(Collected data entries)
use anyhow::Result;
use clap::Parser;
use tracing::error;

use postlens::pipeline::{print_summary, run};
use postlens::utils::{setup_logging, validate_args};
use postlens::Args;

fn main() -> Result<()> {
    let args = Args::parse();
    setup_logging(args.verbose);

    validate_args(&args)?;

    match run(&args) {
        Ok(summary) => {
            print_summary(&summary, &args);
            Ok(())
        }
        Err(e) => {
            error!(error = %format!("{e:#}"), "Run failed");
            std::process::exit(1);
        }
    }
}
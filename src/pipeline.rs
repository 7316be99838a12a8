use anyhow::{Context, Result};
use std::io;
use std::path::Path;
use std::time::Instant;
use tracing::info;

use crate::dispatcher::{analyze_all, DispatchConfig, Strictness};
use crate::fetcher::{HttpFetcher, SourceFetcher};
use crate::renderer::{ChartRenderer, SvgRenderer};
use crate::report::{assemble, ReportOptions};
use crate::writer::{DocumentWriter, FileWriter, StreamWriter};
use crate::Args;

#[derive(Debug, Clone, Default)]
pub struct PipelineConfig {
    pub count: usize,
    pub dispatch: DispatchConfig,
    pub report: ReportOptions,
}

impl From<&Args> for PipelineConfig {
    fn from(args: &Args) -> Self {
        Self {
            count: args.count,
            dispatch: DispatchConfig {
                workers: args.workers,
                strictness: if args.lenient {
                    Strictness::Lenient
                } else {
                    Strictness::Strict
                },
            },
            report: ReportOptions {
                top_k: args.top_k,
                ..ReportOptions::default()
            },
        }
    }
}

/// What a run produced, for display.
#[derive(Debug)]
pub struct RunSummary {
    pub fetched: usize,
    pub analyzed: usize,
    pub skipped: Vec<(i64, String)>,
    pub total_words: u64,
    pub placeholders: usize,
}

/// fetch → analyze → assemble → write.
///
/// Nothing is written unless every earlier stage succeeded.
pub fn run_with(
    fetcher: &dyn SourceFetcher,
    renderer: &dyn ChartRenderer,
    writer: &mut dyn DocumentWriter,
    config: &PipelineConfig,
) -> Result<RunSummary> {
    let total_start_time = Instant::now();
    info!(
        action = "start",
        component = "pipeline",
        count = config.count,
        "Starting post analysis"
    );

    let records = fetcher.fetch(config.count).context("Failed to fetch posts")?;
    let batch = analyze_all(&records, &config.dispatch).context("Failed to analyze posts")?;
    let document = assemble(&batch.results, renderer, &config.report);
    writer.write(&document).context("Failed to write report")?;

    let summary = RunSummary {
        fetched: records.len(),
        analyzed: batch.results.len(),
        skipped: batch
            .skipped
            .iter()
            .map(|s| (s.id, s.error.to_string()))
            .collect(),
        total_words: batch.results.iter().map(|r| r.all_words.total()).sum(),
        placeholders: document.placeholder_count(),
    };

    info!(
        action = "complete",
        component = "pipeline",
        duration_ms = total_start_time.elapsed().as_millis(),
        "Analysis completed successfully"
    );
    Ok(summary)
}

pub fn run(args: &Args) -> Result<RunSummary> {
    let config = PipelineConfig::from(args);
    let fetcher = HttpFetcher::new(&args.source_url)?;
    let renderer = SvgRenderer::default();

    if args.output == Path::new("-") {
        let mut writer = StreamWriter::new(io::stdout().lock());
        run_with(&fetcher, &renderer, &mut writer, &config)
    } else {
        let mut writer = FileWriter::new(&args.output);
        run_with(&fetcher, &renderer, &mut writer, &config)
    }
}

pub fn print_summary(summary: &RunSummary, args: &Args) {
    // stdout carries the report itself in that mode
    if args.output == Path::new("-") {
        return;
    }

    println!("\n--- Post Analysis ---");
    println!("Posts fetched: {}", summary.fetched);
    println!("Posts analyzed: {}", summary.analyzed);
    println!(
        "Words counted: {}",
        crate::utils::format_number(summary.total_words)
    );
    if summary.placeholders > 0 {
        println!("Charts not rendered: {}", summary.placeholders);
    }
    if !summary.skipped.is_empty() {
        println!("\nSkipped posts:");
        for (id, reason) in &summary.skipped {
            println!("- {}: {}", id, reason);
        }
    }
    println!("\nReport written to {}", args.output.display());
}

--- EXERCISE OBJECTIVE ---
Filter the entries and keep only the lines holding "analyzed".

--- RESPONSE TO THIS EXERCISE ---
    pub analyzed: usize,
        analyzed: batch.results.len(),
    println!("Posts analyzed: {}", summary.analyzed);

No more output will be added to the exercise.